* **Work item**:
Give the count of lines that hold the word "because" in this listing, with nothing added.

* **Input material**:
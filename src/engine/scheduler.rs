//! The scheduling sweep: the write side of the question pipeline.
//!
//! A sweep visits every ACTIVE period, computes its current day number,
//! and enqueues one delivery job per slot that has questions that day.
//! Job dedup makes the sweep idempotent, so running it every hour (or
//! every minute) schedules each slot at most once.

use chrono::{DateTime, Local, NaiveDate, NaiveTime, TimeZone, Utc};
use opentelemetry::KeyValue;
use tracing::warn;

use crate::error::{Error, Result};
use crate::event::EventKind;
use crate::model::*;
use crate::telemetry::metrics;
use crate::transport::Transport;

use super::Engine;

/// Tally of one sweep pass.
#[derive(Debug, Clone, Copy, Default, PartialEq, Eq)]
pub struct SweepOutcome {
    /// Delivery jobs newly enqueued.
    pub scheduled: u64,
    /// Periods auto-completed because their duration elapsed.
    pub completed: u64,
    /// Periods that failed; the sweep continues past them.
    pub errors: u64,
}

enum PeriodSweep {
    Completed,
    Scheduled(u64),
    Skipped,
}

impl Engine {
    /// Run one scheduling sweep at `now` (server-local time).
    ///
    /// Failures are isolated per period: a bad period is logged and
    /// counted, and the sweep moves on.
    pub fn sweep(&mut self, now: DateTime<Local>) -> Result<SweepOutcome> {
        let started = std::time::Instant::now();
        let today = now.date_naive();
        let now_utc = now.with_timezone(&Utc);

        let periods = self.storage.list_active_periods()?;
        let visited = metrics::sweep_periods();
        let mut outcome = SweepOutcome::default();

        for (period, patient) in periods {
            match self.sweep_period(&period, &patient, today, now_utc) {
                Ok(PeriodSweep::Completed) => {
                    outcome.completed += 1;
                    visited.add(1, &[KeyValue::new("result", "completed")]);
                }
                Ok(PeriodSweep::Scheduled(n)) if n > 0 => {
                    outcome.scheduled += n;
                    visited.add(1, &[KeyValue::new("result", "scheduled")]);
                }
                Ok(_) => {
                    visited.add(1, &[KeyValue::new("result", "skipped")]);
                }
                Err(err) => {
                    warn!(period_id = %period.id, patient_id = %patient.id, error = %err,
                          "sweep failed for period");
                    outcome.errors += 1;
                    visited.add(1, &[KeyValue::new("result", "error")]);
                }
            }
        }

        metrics::operation_duration_ms().record(
            started.elapsed().as_secs_f64() * 1000.0,
            &[KeyValue::new("operation", "sweep")],
        );
        Ok(outcome)
    }

    fn sweep_period(
        &mut self,
        period: &Period,
        patient: &Patient,
        today: NaiveDate,
        now_utc: DateTime<Utc>,
    ) -> Result<PeriodSweep> {
        let day = period.day_number(today);

        // Not started yet.
        if day < 1 {
            return Ok(PeriodSweep::Skipped);
        }

        // Duration elapsed: complete if the period asks for it, otherwise
        // leave it for an operator.
        if !period.contains_day(day) {
            if !period.auto_complete {
                return Ok(PeriodSweep::Skipped);
            }
            let (period_id, patient_id) = (period.id, period.patient_id);
            self.storage.with_transaction(|tx| {
                tx.update_period_status(period_id, PeriodStatus::Completed)?;
                tx.set_current_period(patient_id, None)?;
                tx.record_event(EventKind::PeriodCompleted {
                    patient_id,
                    period_id,
                })?;
                Ok(())
            })?;
            return Ok(PeriodSweep::Completed);
        }

        // Earlier days that never got an answer go MISSED.
        let stale = self.storage.pending_days_before(period.id, day)?;
        if !stale.is_empty() {
            let period_id = period.id;
            self.storage.with_transaction(|tx| {
                for d in &stale {
                    tx.mark_day_missed(period_id, *d)?;
                }
                Ok(())
            })?;
        }

        // One delivery job per slot with questions today. Dedup makes
        // re-sweeping the same slot a no-op.
        let templates = self.storage.list_templates_for_day(period.id, day)?;
        let enqueued = metrics::jobs_enqueued();
        let mut scheduled = 0u64;

        for slot in TimeSlot::ALL {
            let questions: Vec<String> = templates
                .iter()
                .filter(|t| t.slot == slot)
                .map(|t| t.question_text.clone())
                .collect();
            if questions.is_empty() {
                continue;
            }

            let payload = DeliveryPayload {
                patient_id: patient.id,
                period_id: period.id,
                day_number: day,
                slot,
                phone: patient.phone.clone(),
                questions,
            };
            let key = payload.dedup_key();
            let value =
                serde_json::to_value(&payload).map_err(|e| Error::Other(e.to_string()))?;

            // Slot times already past today fire immediately.
            let run_at = local_instant(today, period.schedule.time_for(slot), now_utc)
                .max(now_utc);

            match self
                .storage
                .enqueue_job(JobKind::Delivery, &key, &value, run_at)?
            {
                Some(_) => {
                    scheduled += 1;
                    enqueued.add(
                        1,
                        &[
                            KeyValue::new("kind", "delivery"),
                            KeyValue::new("result", "ok"),
                        ],
                    );
                }
                None => {
                    enqueued.add(
                        1,
                        &[
                            KeyValue::new("kind", "delivery"),
                            KeyValue::new("result", "duplicate"),
                        ],
                    );
                }
            }
        }

        Ok(PeriodSweep::Scheduled(scheduled))
    }

    /// Send reminders for visits scheduled today or tomorrow. Best-effort:
    /// a failed send is logged and retried on the next pass because the
    /// visit stays unreminded.
    pub async fn check_visits(
        &mut self,
        now: DateTime<Local>,
        transport: &dyn Transport,
    ) -> Result<u64> {
        let today = now.date_naive();
        let dates = [today, today + chrono::Duration::days(1)];
        let due = self.storage.visits_needing_reminder(&dates)?;

        let notifications = metrics::notifications_sent();
        let mut sent = 0u64;

        for (visit, phone) in due {
            let body = format!(
                "Reminder: you have a visit scheduled on {}.",
                visit.scheduled_on
            );
            match transport.send(&phone, &body).await {
                Ok(_) => {
                    self.storage.mark_visit_reminded(visit.id)?;
                    sent += 1;
                    notifications.add(
                        1,
                        &[
                            KeyValue::new("audience", "patient"),
                            KeyValue::new("result", "ok"),
                        ],
                    );
                }
                Err(err) => {
                    warn!(visit_id = %visit.id, error = %err, "visit reminder failed");
                    notifications.add(
                        1,
                        &[
                            KeyValue::new("audience", "patient"),
                            KeyValue::new("result", "error"),
                        ],
                    );
                }
            }
        }

        Ok(sent)
    }
}

/// Resolve a local wall-clock time to an instant. DST gaps fall back to
/// the provided instant.
fn local_instant(date: NaiveDate, time: NaiveTime, fallback: DateTime<Utc>) -> DateTime<Utc> {
    match Local.from_local_datetime(&date.and_time(time)) {
        chrono::LocalResult::Single(dt) => dt.with_timezone(&Utc),
        chrono::LocalResult::Ambiguous(earlier, _) => earlier.with_timezone(&Utc),
        chrono::LocalResult::None => fallback,
    }
}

* **Result for this exercise**:
2